John Hood :  The Women of Somoa, 1910.

 Extracts from:
 Hood, John:
The Women of Somoa
1910.
in
Vignaud Pamphlets: Hawaii, Samoa (1862)

Internet Archive
http://archive.org/details/aja1741.0001.001.umich.edu


Introduction.
Hood's article is accredited "Ensign John Hood U. S. N."

This is a collection of magazine excerpts on Hawa'i and Somoa, apparently collected by "Vignaud."
There is no title page and the work is dated 1862 (probably based on the the article by Jules Remy) by the Internet Archive catologuer, but this is clearly incorrect.
It is dated here as 1910, based on Hood's book of that year.

The contents are listed, with the known dates of publication in [brackets]:

George H. Bates.
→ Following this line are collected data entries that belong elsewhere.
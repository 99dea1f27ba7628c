//! Disk-backed working storage for membership-vector chunks and similarity
//! blocks.
//!
//! A [`ChunkStore`] owns one fresh directory under a temporary root for the
//! duration of a clustering run. Arrays are stored as compressed binary
//! records behind the [`ArrayBackend`] trait, with a redb file for
//! persistence and an in-memory map for tests and small corpora.
//!
//! Chunks are addressed by index, blocks by the two-level key
//! `gmat_{i}/sub_mat_{j}`. Only the array being read or written is held in
//! memory at any time.

pub mod backend;
pub mod codec;
pub mod config;
pub mod error;
pub mod store;

pub use backend::{ArrayBackend, MemoryBackend, RedbBackend};
pub use config::{Backend, CompressionConfig, StoreOptions};
pub use error::{StoreError, StoreResult};
pub use store::{ChunkHandle, ChunkStore};
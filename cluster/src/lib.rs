//! Greedy threshold clustering of stack traces.
//!
//! Traces are vectorized against a frozen
//! [`VocabularySnapshot`](tracegroup_vocab::VocabularySnapshot), written in
//! chunks to a temporary [`ChunkStore`](tracegroup_chunkstore::ChunkStore),
//! compared block by block, and partitioned by a single forward scan:
//! every document not yet grouped becomes a pivot and claims all later
//! ungrouped documents scoring at least the threshold against it.
//!
//! ```
//! use tracegroup_cluster::{ClusterConfig, cluster_in_memory};
//! use tracegroup_vocab::Vocabulary;
//!
//! let mut vocab = Vocabulary::new();
//! vocab.register("seed", &["A", "B", "C"], None).unwrap();
//!
//! let ids: Vec<String> = ["t0", "t1", "t2"].map(String::from).to_vec();
//! let traces = vec![vec!["A", "B"], vec!["A", "B"], vec!["C"]];
//! let out = cluster_in_memory(&ClusterConfig::default(), &vocab.snapshot(), &ids, &traces).unwrap();
//!
//! assert_eq!(out.assignment.clusters()[&0], vec![0, 1]);
//! assert_eq!(out.assignment.clusters()[&1], vec![2]);
//! ```

mod ingest;

pub mod assignment;
pub mod chunked;
pub mod config;
pub mod error;
pub mod greedy;
pub mod report;

pub use assignment::{ClusterAssignment, ClusterKey};
pub use chunked::{ChunkReport, ChunkedClustering, RunOutcome, cluster_in_memory, run};
pub use config::{ClusterConfig, IngestMode};
pub use error::{ClusterError, Result};
pub use greedy::{BlockSource, ClusterId, GreedyClusterer, InMemoryBlocks};
pub use report::{ClusterSummary, merge_common, representation, summarize};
Some Aspects of the Samoan Question, [1886].
Titus Munson Coan. The Hawaiian Islands. Hawaiian Ethnography.(Died 1882]
Stewart Culin. Hawaiian Games. [1899]
Ch. Galopin. Notice sur Les Iles Havai.
John Hood. The Women of Samoa. [the title of Hood's book, published in 1910]
Adolf Marcuse. The Hawaiian Islands.[1894]
Jules Remy. Apercu Géographique sur les Iles Sandwich, December 1862.

Other entries that appear in the Vignaud Pamphlets:

1839 M. Jules Remey : Redwood Flotsam on Oahu.
Extract from Contributions of a Venerable Savage, Translated from the French by William T. Bingham, [Boston], 1868.

1899 Stewart Culin : Hawaiian Games.
American Anthropologist, Volume 1, Number 2, April 1899, pages 201, 212 and 213.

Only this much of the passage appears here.